Carbon-coated MoSe2/MXene heterostructures as active materials for high-performance Na+ batteries

Despiting the technological promise and environmental friendliness of sodium-ion batteries (SIBs), relatively large sizes of Na-ions and moderate oxidation-reduction response slows down their wider-spread industrial implementation. To overcome this obstacle, we developed carbon-coated MoSe2/MXene heterostructures, in which MXene was covered on the MoSe2 particles and the loose carbon linked all the coated particles while providing porosity. The density-functional theory was used to understand the electronic structure of the carbon-coated MoSe2/MXene (MoSe2/Mo2CTx/C) and the mechanism of exchanging charge between MoSe2 and MXene. MoSe2/Mo2CTx/C as active anode material showed exceptional stability even after 2200 cycles in SIBs.
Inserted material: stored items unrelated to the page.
//! Transaction and payment models

use serde::{Deserialize, Serialize};
use sqlx::types::chrono::{DateTime, Utc};
use uuid::Uuid;
use validator::Validate;

/// Lifecycle status of a transaction
#[derive(Debug, Serialize, Deserialize, sqlx::Type, Clone, Copy, PartialEq, Eq, Hash)]
#[sqlx(type_name = "transaction_status", rename_all = "SCREAMING_SNAKE_CASE")]
#[serde(rename_all = "SCREAMING_SNAKE_CASE")]
pub enum TransactionStatus {
    Initiated,
    AwaitingPayment,
    PaymentConfirmed,
    EscrowHeld,
    TransferPending,
    Completed,
    DisputeOpened,
    DisputeResolved,
    Cancelled,
    Refunded,
}

impl TransactionStatus {
    pub const ALL: [TransactionStatus; 10] = [
        TransactionStatus::Initiated,
        TransactionStatus::AwaitingPayment,
        TransactionStatus::PaymentConfirmed,
        TransactionStatus::EscrowHeld,
        TransactionStatus::TransferPending,
        TransactionStatus::Completed,
        TransactionStatus::DisputeOpened,
        TransactionStatus::DisputeResolved,
        TransactionStatus::Cancelled,
        TransactionStatus::Refunded,
    ];

    pub fn as_str(&self) -> &'static str {
        match self {
            TransactionStatus::Initiated => "INITIATED",
            TransactionStatus::AwaitingPayment => "AWAITING_PAYMENT",
            TransactionStatus::PaymentConfirmed => "PAYMENT_CONFIRMED",
            TransactionStatus::EscrowHeld => "ESCROW_HELD",
            TransactionStatus::TransferPending => "TRANSFER_PENDING",
            TransactionStatus::Completed => "COMPLETED",
            TransactionStatus::DisputeOpened => "DISPUTE_OPENED",
            TransactionStatus::DisputeResolved => "DISPUTE_RESOLVED",
            TransactionStatus::Cancelled => "CANCELLED",
            TransactionStatus::Refunded => "REFUNDED",
        }
    }
}

impl std::fmt::Display for TransactionStatus {
    fn fmt(&self, f: &mut std::fmt::Formatter<'_>) -> std::fmt::Result {
        f.write_str(self.as_str())
    }
}

/// The unit of sale. Commercial terms are fixed at creation.
#[derive(Debug, Serialize, Deserialize, sqlx::FromRow, Clone)]
pub struct Transaction {
    pub id: i64,
    pub code: String,
    pub listing_id: i64,
    pub buyer_id: Uuid,
    pub seller_id: Uuid,
    pub agreed_price: i64,
    pub platform_fee: i64,
    pub platform_fee_rate_bps: i32,
    pub seller_net_amount: i64,
    pub status: TransactionStatus,
    pub payment_deadline: DateTime<Utc>,
    pub payment_confirmed_at: Option<DateTime<Utc>>,
    pub transferred_at: Option<DateTime<Utc>>,
    pub escrow_release_date: Option<DateTime<Utc>>,
    pub buyer_confirmed_at: Option<DateTime<Utc>>,
    pub auto_release: bool,
    pub completed_at: Option<DateTime<Utc>>,
    pub cancelled_at: Option<DateTime<Utc>>,
    pub cancel_reason: Option<String>,
    pub refunded_at: Option<DateTime<Utc>>,
    pub buyer_ip: Option<String>,
    pub seller_ip: Option<String>,
    pub first_viewed_at: Option<DateTime<Utc>>,
    pub failed_payment_attempts: i32,
    pub created_at: DateTime<Utc>,
    pub updated_at: DateTime<Utc>,
}

impl Transaction {
    pub fn is_party(&self, user_id: Uuid) -> bool {
        self.buyer_id == user_id || self.seller_id == user_id
    }
}

/// Insert payload for a new transaction
#[derive(Debug, Clone)]
pub struct NewTransaction {
    pub code: String,
    pub listing_id: i64,
    pub buyer_id: Uuid,
    pub seller_id: Uuid,
    pub agreed_price: i64,
    pub platform_fee: i64,
    pub platform_fee_rate_bps: i32,
    pub seller_net_amount: i64,
    pub payment_deadline: DateTime<Utc>,
    pub buyer_ip: Option<String>,
    pub seller_ip: Option<String>,
    pub first_viewed_at: Option<DateTime<Utc>>,
    pub created_at: DateTime<Utc>,
}

/// Columns written alongside a status change. `None` leaves a column untouched.
#[derive(Debug, Clone, Default)]
pub struct TransitionPatch {
    pub payment_confirmed_at: Option<DateTime<Utc>>,
    pub transferred_at: Option<DateTime<Utc>>,
    pub escrow_release_date: Option<DateTime<Utc>>,
    pub buyer_confirmed_at: Option<DateTime<Utc>>,
    pub auto_release: Option<bool>,
    pub completed_at: Option<DateTime<Utc>>,
    pub cancelled_at: Option<DateTime<Utc>>,
    pub cancel_reason: Option<String>,
    pub refunded_at: Option<DateTime<Utc>>,
}

/// Who confirms receipt
#[derive(Debug, Clone, Copy, PartialEq, Eq)]
pub enum ReceiptActor {
    /// The buyer, by hand
    Buyer(Uuid),
    /// The escrow sweep after the release deadline
    System,
}

/// Payment direction relative to the platform
#[derive(Debug, Serialize, Deserialize, sqlx::Type, Clone, Copy, PartialEq, Eq)]
#[sqlx(type_name = "payment_direction", rename_all = "lowercase")]
#[serde(rename_all = "lowercase")]
pub enum PaymentDirection {
    Charge,
    Payout,
}

#[derive(Debug, Serialize, Deserialize, sqlx::Type, Clone, Copy, PartialEq, Eq)]
#[sqlx(type_name = "payment_method", rename_all = "snake_case")]
#[serde(rename_all = "snake_case")]
pub enum PaymentMethod {
    Pix,
    BankSlip,
    CreditCard,
    BankTransfer,
}

impl PaymentMethod {
    /// Instant transfers and bank slips are issued against the payer's tax id
    pub fn requires_tax_id(&self) -> bool {
        matches!(self, PaymentMethod::Pix | PaymentMethod::BankSlip)
    }
}

#[derive(Debug, Serialize, Deserialize, sqlx::Type, Clone, Copy, PartialEq, Eq)]
#[sqlx(type_name = "payment_status", rename_all = "lowercase")]
#[serde(rename_all = "lowercase")]
pub enum PaymentStatus {
    Pending,
    Processing,
    Paid,
    Failed,
}

/// One gateway-facing charge or payout
#[derive(Debug, Serialize, Deserialize, sqlx::FromRow, Clone)]
pub struct Payment {
    pub id: i64,
    pub transaction_id: i64,
    pub direction: PaymentDirection,
    /// `None` when the platform pays
    pub payer_id: Option<Uuid>,
    /// `None` when the platform receives
    pub payee_id: Option<Uuid>,
    pub gateway_id: Option<String>,
    pub gross_amount: i64,
    pub net_amount: i64,
    pub method: PaymentMethod,
    pub status: PaymentStatus,
    pub attempts: i32,
    pub last_error: Option<String>,
    pub created_at: DateTime<Utc>,
    pub updated_at: DateTime<Utc>,
}

#[derive(Debug, Clone)]
pub struct NewPayment {
    pub transaction_id: i64,
    pub direction: PaymentDirection,
    pub payer_id: Option<Uuid>,
    pub payee_id: Option<Uuid>,
    pub gateway_id: Option<String>,
    pub gross_amount: i64,
    pub net_amount: i64,
    pub method: PaymentMethod,
    pub status: PaymentStatus,
    pub last_error: Option<String>,
}

/// Columns written when a payment is updated after a gateway call
#[derive(Debug, Clone)]
pub struct PaymentUpdate {
    pub status: PaymentStatus,
    pub gateway_id: Option<String>,
    pub last_error: Option<String>,
    pub increment_attempts: bool,
}

/// Gateway-presented instructions for the payer, opaque to the core
#[derive(Debug, Serialize, Deserialize, Clone, PartialEq)]
#[serde(tag = "type", rename_all = "snake_case")]
pub enum PaymentInstructions {
    Redirect {
        url: String,
    },
    QrCode {
        payload: String,
        expires_at: Option<DateTime<Utc>>,
    },
    BankSlip {
        barcode: String,
        url: Option<String>,
    },
}

/// Request DTO for creating a transaction from an accepted offer
#[derive(Debug, Deserialize, Validate)]
pub struct CreateTransactionRequest {
    pub listing_id: i64,
    #[validate(range(min = 1, message = "agreed_price must be positive"))]
    pub agreed_price: i64,
    /// When the buyer first opened the listing
    pub first_viewed_at: Option<DateTime<Utc>>,
}

#[derive(Debug, Deserialize)]
pub struct CreatePaymentRequest {
    pub method: PaymentMethod,
}

#[derive(Debug, Serialize)]
pub struct CreatePaymentResponse {
    pub payment_id: i64,
    pub gateway_id: String,
    pub status: TransactionStatus,
    pub instructions: PaymentInstructions,
}

#[derive(Debug, Deserialize, Validate)]
pub struct CancelTransactionRequest {
    #[validate(length(min = 1, max = 500))]
    pub reason: String,
}

/// Administrative decision after every dispute on a transaction is resolved
#[derive(Debug, Serialize, Deserialize, Clone, Copy, PartialEq, Eq)]
#[serde(rename_all = "snake_case")]
pub enum SettlementOutcome {
    /// Reopen the transfer window with a fresh release deadline
    ResumeTransfer,
    Refund,
    Cancel,
}

#[derive(Debug, Deserialize)]
pub struct SettleTransactionRequest {
    pub outcome: SettlementOutcome,
    pub reason: Option<String>,
}

/// Status reported by the gateway for a charge
#[derive(Debug, Serialize, Deserialize, Clone, Copy, PartialEq, Eq)]
#[serde(rename_all = "snake_case")]
pub enum GatewayPaymentStatus {
    Pending,
    Paid,
    Failed,
    Refunded,
}

/// Webhook payload sent by the payment gateway
#[derive(Debug, Deserialize)]
pub struct PaymentWebhookPayload {
    pub gateway_id: String,
    pub status: GatewayPaymentStatus,
    /// Whether the confirmation already implies funds are held; defaults to true
    pub funds_held: Option<bool>,
    #[serde(rename = "timestamp")]
    pub _timestamp: Option<DateTime<Utc>>,
}

/// Query parameters for listing transactions
#[derive(Debug, Deserialize, Default)]
pub struct ListTransactionsQuery {
    pub status: Option<TransactionStatus>,
    pub page: Option<i32>,
    pub limit: Option<i32>,
}

/// Domain events for real-time updates
#[derive(Debug, Serialize, Clone, PartialEq)]
#[serde(tag = "type")]
pub enum TransactionEvent {
    Created {
        transaction_id: i64,
        buyer_id: Uuid,
        seller_id: Uuid,
    },
    PaymentCreated {
        transaction_id: i64,
    },
    PaymentConfirmed {
        transaction_id: i64,
    },
    Transferred {
        transaction_id: i64,
        escrow_release_date: DateTime<Utc>,
    },
    Completed {
        transaction_id: i64,
        auto_release: bool,
    },
    Cancelled {
        transaction_id: i64,
        reason: String,
    },
    Refunded {
        transaction_id: i64,
    },
    DisputeOpened {
        transaction_id: i64,
        protocol: String,
    },
    DisputeResolved {
        transaction_id: i64,
        protocol: String,
    },
    VendorApprovalResponded {
        transaction_id: i64,
        approved: bool,
    },
    StatusUpdated {
        transaction_id: i64,
        status: TransactionStatus,
    },
}

impl TransactionEvent {
    pub fn transaction_id(&self) -> i64 {
        match self {
            TransactionEvent::Created { transaction_id, .. }
            | TransactionEvent::PaymentCreated { transaction_id }
            | TransactionEvent::PaymentConfirmed { transaction_id }
            | TransactionEvent::Transferred { transaction_id, .. }
            | TransactionEvent::Completed { transaction_id, .. }
            | TransactionEvent::Cancelled { transaction_id, .. }
            | TransactionEvent::Refunded { transaction_id }
            | TransactionEvent::DisputeOpened { transaction_id, .. }
            | TransactionEvent::DisputeResolved { transaction_id, .. }
            | TransactionEvent::VendorApprovalResponded { transaction_id, .. }
            | TransactionEvent::StatusUpdated { transaction_id, .. } => *transaction_id,
        }
    }
}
Specif-ically, the capacities and retention rates observed for the batteries containing MoSe2/Mo2CTx/C and cycled at 0.5, 1, and 2 A g(-1) rates were equal to 652.2, 484.4, and 238.4 mAh g(-1) and 102.5%, 103.9%, and 86.3%, respectively. Thus, carbon-coated MoSe2/MXene can be utilized as active SIB anode materials.

Automated summary

In this study, carbon-coated MoSe2/MXene heterostructures were developed as active anode materials for sodium-ion batteries. The material showed exceptional stability even after 2200 cycles and exhibited high capacity and retention rates.